At 01:14 PM 11/18/01 -0800, Paul Vixie wrote:

[email protected] ("John Palmer (NANOG Acct)") writes:

> So that your customers can see all of the internet and not just what ICANN
> wants you to see.

bzeep.  nonsequitur.  there can only be one root zone.
Nonsense. BCP32 (RFC 2606) specifically alters a root zone by adding reserved TLDs. How many combinations of the root does that provide for? And RFC2826 has been clarified here on the Nanog list as "one root at a time" and not mixing multiple roots. OK by me, but at some point sanity should prevail and that running code and rough consensus demands the peering of non-conflicting TLDs for everyone's benefit. It's a common practise in other spaces, so why not in the DNS space? I don't understand the "my way or the highway" mentality.

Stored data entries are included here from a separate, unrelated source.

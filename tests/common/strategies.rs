use proptest::prelude::*;
use traverser_core::TraversalConfig;

/// Collection sizes, including empty collections
pub fn doc_count_strategy() -> impl Strategy<Value = usize> {
    0usize..120
}

/// Valid traversal configs without sleeping
pub fn traversal_config_strategy() -> impl Strategy<Value = TraversalConfig> {
    (1usize..40, 1usize..5, prop_oneof![Just(0usize), 1usize..150]).prop_map(
        |(batch_size, concurrency, max_doc_count)| {
            TraversalConfig::new()
                .with_batch_size(batch_size)
                .with_max_concurrent_batch_count(concurrency)
                .with_max_doc_count(max_doc_count)
        },
    )
}
//! Home screen summary.

use chrono::{DateTime, FixedOffset};
use serde::{Deserialize, Serialize};

use crate::db::Database;
use crate::models::{Classification, UserProfile, VitalSigns};
use crate::scheduler::{ReminderEngine, ReminderPolicy, SchedulerResult};

/// Everything the home screen shows.
#[derive(Debug, Clone, Serialize, Deserialize)]
pub struct Dashboard {
    pub profile: UserProfile,
    /// Age in whole years on the evaluation date
    pub age: u32,
    pub reminders: Classification,
    pub latest_vitals: Option<VitalSigns>,
}

impl Dashboard {
    /// Assemble the dashboard as of `now`.
    pub fn load(
        db: &Database,
        now: DateTime<FixedOffset>,
        policy: ReminderPolicy,
    ) -> SchedulerResult<Self> {
        let today = now.date_naive();
        let profile = db.get_or_create_profile(today)?;
        let reminders = ReminderEngine::new(db, policy).classify_all(now)?;
        let latest_vitals = db.latest_vitals()?;

        Ok(Self {
            age: profile.age_on(today),
            profile,
            reminders,
            latest_vitals,
        })
    }
}
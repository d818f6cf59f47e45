//! Vital sign readings.

use chrono::NaiveDateTime;
use serde::{Deserialize, Serialize};

/// Input format for reading timestamps (`datetime-local` form value).
pub const VITALS_DATETIME_FORMAT: &str = "%Y-%m-%dT%H:%M";

/// A single set of vital sign measurements. Every measurement is optional.
#[derive(Debug, Clone, Serialize, Deserialize, PartialEq)]
pub struct VitalSigns {
    /// Store-assigned ID (0 until inserted)
    pub id: i64,
    /// Local wall-clock time of the reading
    pub recorded_at: NaiveDateTime,
    /// Systolic blood pressure (mmHg)
    pub systolic_bp: Option<i64>,
    /// Diastolic blood pressure (mmHg)
    pub diastolic_bp: Option<i64>,
    /// Heart rate (bpm)
    pub heart_rate: Option<i64>,
    /// Body temperature (°C)
    pub temperature_c: Option<f64>,
    /// Breaths per minute
    pub respiratory_rate: Option<i64>,
    /// SpO2 (%)
    pub oxygen_saturation: Option<i64>,
    /// Blood glucose level
    pub blood_sugar: Option<f64>,
    pub notes: Option<String>,
}

impl VitalSigns {
    /// Create an empty reading at the given time.
    pub fn new(recorded_at: NaiveDateTime) -> Self {
        Self {
            id: 0,
            recorded_at,
            systolic_bp: None,
            diastolic_bp: None,
            heart_rate: None,
            temperature_c: None,
            respiratory_rate: None,
            oxygen_saturation: None,
            blood_sugar: None,
            notes: None,
        }
    }

    /// Parse a `YYYY-MM-DDTHH:MM` reading time.
    pub fn parse_recorded_at(s: &str) -> Result<NaiveDateTime, chrono::ParseError> {
        NaiveDateTime::parse_from_str(s.trim(), VITALS_DATETIME_FORMAT)
    }

    /// Blood pressure as "systolic/diastolic", if both are present.
    pub fn blood_pressure(&self) -> Option<String> {
        match (self.systolic_bp, self.diastolic_bp) {
            (Some(sys), Some(dia)) => Some(format!("{}/{}", sys, dia)),
            _ => None,
        }
    }
}
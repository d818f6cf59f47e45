//! Reminder scheduling outputs.

use chrono::{DateTime, FixedOffset};
use serde::{Deserialize, Serialize};

use super::medication::Medication;

/// A medication with a next reminder inside the due or upcoming window.
#[derive(Debug, Clone, Serialize, Deserialize, PartialEq)]
pub struct ScheduledReminder {
    pub medication: Medication,
    /// Next occurrence of any of the medication's reminder times
    pub next_reminder: DateTime<FixedOffset>,
    /// Seconds from the evaluation time until `next_reminder`
    pub seconds_until: i64,
}

/// Why a medication is not due or upcoming.
#[derive(Debug, Clone, Copy, Serialize, Deserialize, PartialEq, Eq)]
#[serde(rename_all = "snake_case")]
pub enum DormantReason {
    /// Reminders are switched off
    Disabled,
    /// Enabled, but no parseable reminder time
    NoSchedule,
    /// Already reminded for the current cycle
    Acknowledged,
    /// Next reminder is more than the upcoming window away
    OutsideWindow,
}

/// A medication that needs no attention right now.
#[derive(Debug, Clone, Serialize, Deserialize, PartialEq)]
pub struct DormantMedication {
    pub medication: Medication,
    pub reason: DormantReason,
    /// Next occurrence, when one could be computed
    pub next_reminder: Option<DateTime<FixedOffset>>,
}

/// Partition of medications into due, upcoming and dormant.
#[derive(Debug, Clone, Default, Serialize, Deserialize, PartialEq)]
pub struct Classification {
    /// Due within the due window, soonest first
    pub due: Vec<ScheduledReminder>,
    /// Due within the upcoming window, soonest first
    pub upcoming: Vec<ScheduledReminder>,
    /// Everything else, in no particular order
    pub dormant: Vec<DormantMedication>,
}

impl Classification {
    /// Total number of medications classified.
    pub fn len(&self) -> usize {
        self.due.len() + self.upcoming.len() + self.dormant.len()
    }

    /// Whether no medications were classified.
    pub fn is_empty(&self) -> bool {
        self.len() == 0
    }

    /// Names of due medications, in order.
    pub fn due_names(&self) -> Vec<&str> {
        self.due.iter().map(|r| r.medication.name.as_str()).collect()
    }

    /// Names of upcoming medications, in order.
    pub fn upcoming_names(&self) -> Vec<&str> {
        self.upcoming
            .iter()
            .map(|r| r.medication.name.as_str())
            .collect()
    }

    /// Look up the dormant reason for a medication, if it is dormant.
    pub fn dormant_reason(&self, medication_id: i64) -> Option<DormantReason> {
        self.dormant
            .iter()
            .find(|d| d.medication.id == medication_id)
            .map(|d| d.reason)
    }
}

/// A reminder that fired at an exact minute match.
#[derive(Debug, Clone, Serialize, Deserialize, PartialEq)]
pub struct FiredReminder {
    #[serde(skip)]
    pub medication_id: i64,
    pub name: String,
    pub dosage: String,
    pub notes: Option<String>,
}

impl From<&Medication> for FiredReminder {
    fn from(med: &Medication) -> Self {
        Self {
            medication_id: med.id,
            name: med.name.clone(),
            dosage: med.dosage.clone(),
            notes: med.notes.clone(),
        }
    }
}

/// A `last_reminded` write that failed.
#[derive(Debug, Clone, Serialize, Deserialize, PartialEq)]
pub struct PersistFailure {
    pub medication_id: i64,
    pub error: String,
}

/// Result of a push-style due check.
#[derive(Debug, Clone, Default, Serialize, Deserialize, PartialEq)]
pub struct DueCheck {
    /// Reminders to deliver now
    pub fired: Vec<FiredReminder>,
    /// Non-fatal persistence failures; the reminders above still fired
    pub persist_failures: Vec<PersistFailure>,
}

impl DueCheck {
    /// Whether every fired reminder was persisted.
    pub fn fully_persisted(&self) -> bool {
        self.persist_failures.is_empty()
    }
}
//! Exact-minute reminder firing with a refire guard.

use chrono::{DateTime, Duration, FixedOffset, Timelike};

use crate::models::{FiredReminder, Medication, ReminderTime};

/// The wall-clock minute `now` falls in.
pub fn minute_of(now: DateTime<FixedOffset>) -> ReminderTime {
    ReminderTime {
        hour: now.hour(),
        minute: now.minute(),
    }
}

/// Whether `medication` should fire at `now`.
///
/// Requires an exact HH:MM match with one of its reminder times and no
/// acknowledgment within `guard` of `now`.
pub fn should_fire(now: DateTime<FixedOffset>, medication: &Medication, guard: Duration) -> bool {
    if !medication.reminder_enabled {
        return false;
    }

    let minute = minute_of(now);
    if !medication.parsed_reminder_times().contains(&minute) {
        return false;
    }

    match medication.last_reminded {
        None => true,
        Some(last) => now.signed_duration_since(last) > guard,
    }
}

/// Fire every matching medication, stamping `last_reminded = now` on each.
pub fn fire_due(
    now: DateTime<FixedOffset>,
    medications: &mut [Medication],
    guard: Duration,
) -> Vec<FiredReminder> {
    let mut fired = Vec::new();
    for medication in medications.iter_mut() {
        if should_fire(now, medication, guard) {
            medication.last_reminded = Some(now);
            fired.push(FiredReminder::from(&*medication));
        }
    }
    fired
}

/// How long a poller should sleep after a check at `now`.
///
/// Never sleeps past the start of the next wall-clock minute, so every
/// minute gets at least one check. Shorter intervals re-check within the
/// minute and rely on the guard window.
pub fn next_poll_delay(now: DateTime<FixedOffset>, interval: std::time::Duration) -> std::time::Duration {
    let into_minute = Duration::seconds(i64::from(now.second()))
        + Duration::nanoseconds(i64::from(now.nanosecond().min(999_999_999)));
    let to_boundary = (Duration::minutes(1) - into_minute)
        .to_std()
        .unwrap_or_default();
    interval.min(to_boundary)
}

#[cfg(test)]
mod tests {
    use super::*;
    use chrono::TimeZone;

    const GUARD: i64 = 300;

    fn at(day: u32, h: u32, m: u32, s: u32) -> DateTime<FixedOffset> {
        FixedOffset::east_opt(9 * 3600)
            .unwrap()
            .with_ymd_and_hms(2024, 7, day, h, m, s)
            .unwrap()
    }

    fn med(id: i64, times: &str) -> Medication {
        let mut med = Medication::new(format!("med-{}", id), "5mg".into(), "daily".into())
            .with_reminders(times);
        med.id = id;
        med.notes = Some("after breakfast".into());
        med
    }

    #[test]
    fn test_fires_on_exact_minute() {
        let now = at(1, 8, 0, 0);
        let mut meds = vec![med(1, "08:00,20:00")];

        let fired = fire_due(now, &mut meds, Duration::seconds(GUARD));
        assert_eq!(fired.len(), 1);
        assert_eq!(fired[0].name, "med-1");
        assert_eq!(fired[0].dosage, "5mg");
        assert_eq!(fired[0].notes, Some("after breakfast".into()));
        assert_eq!(meds[0].last_reminded, Some(now));
    }

    #[test]
    fn test_seconds_within_minute_still_match() {
        let mut meds = vec![med(1, "08:00")];
        let fired = fire_due(at(1, 8, 0, 59), &mut meds, Duration::seconds(GUARD));
        assert_eq!(fired.len(), 1);
    }

    #[test]
    fn test_near_miss_does_not_fire() {
        let mut meds = vec![med(1, "08:00")];
        assert!(fire_due(at(1, 7, 59, 59), &mut meds, Duration::seconds(GUARD)).is_empty());
        assert!(fire_due(at(1, 8, 1, 0), &mut meds, Duration::seconds(GUARD)).is_empty());
        assert_eq!(meds[0].last_reminded, None);
    }

    #[test]
    fn test_guard_prevents_refire() {
        let mut meds = vec![med(1, "08:00")];

        assert_eq!(fire_due(at(1, 8, 0, 0), &mut meds, Duration::seconds(GUARD)).len(), 1);
        assert!(fire_due(at(1, 8, 0, 30), &mut meds, Duration::seconds(GUARD)).is_empty());
        assert_eq!(meds[0].last_reminded, Some(at(1, 8, 0, 0)));
    }

    #[test]
    fn test_refires_next_day() {
        let mut meds = vec![med(1, "08:00")];

        assert_eq!(fire_due(at(1, 8, 0, 0), &mut meds, Duration::seconds(GUARD)).len(), 1);
        assert_eq!(fire_due(at(2, 8, 0, 0), &mut meds, Duration::seconds(GUARD)).len(), 1);
    }

    #[test]
    fn test_disabled_and_empty_never_fire() {
        let mut disabled = med(1, "08:00");
        disabled.reminder_enabled = false;
        let mut meds = vec![disabled, med(2, "")];

        assert!(fire_due(at(1, 8, 0, 0), &mut meds, Duration::seconds(GUARD)).is_empty());
    }

    #[test]
    fn test_fired_payload_omits_id() {
        let mut meds = vec![med(7, "08:00")];
        let fired = fire_due(at(1, 8, 0, 0), &mut meds, Duration::seconds(GUARD));
        assert_eq!(fired[0].medication_id, 7);

        let json = serde_json::to_value(&fired[0]).unwrap();
        assert_eq!(
            json,
            serde_json::json!({"name": "med-7", "dosage": "5mg", "notes": "after breakfast"})
        );
    }

    #[test]
    fn test_poll_delay_stops_at_minute_boundary() {
        let minute = std::time::Duration::from_secs(60);

        assert_eq!(next_poll_delay(at(1, 8, 0, 45), minute), std::time::Duration::from_secs(15));
        assert_eq!(next_poll_delay(at(1, 8, 0, 0), minute), minute);

        let drifted = at(1, 8, 0, 59) + Duration::milliseconds(900);
        assert_eq!(next_poll_delay(drifted, minute), std::time::Duration::from_millis(100));
    }

    #[test]
    fn test_poll_delay_honors_shorter_interval() {
        let half = std::time::Duration::from_secs(30);
        assert_eq!(next_poll_delay(at(1, 8, 0, 10), half), half);
        assert_eq!(next_poll_delay(at(1, 8, 0, 40), half), std::time::Duration::from_secs(20));
    }
}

http://www.ietf.org/internet-drafts/draft-higgs-virtual-root-00.txt

if you change your
dns configuration to subscribe to something else, then you're off "the internet"
in a technical sense.
Nonsense. I've not used the legacy root since I proposed the shared-TLD model (and explained it to Postel) back in 1995/6 (FYI, the last version of the Internet Draft is at the IAHC website). Everytime Verisign/NSI screws up the .COM glue I don't notice a thing. Something to be said for that. At least one ICANN board member recognizes the limitations under ROOT-SERVERS.NET and chooses another root for service. I don't blame 'em.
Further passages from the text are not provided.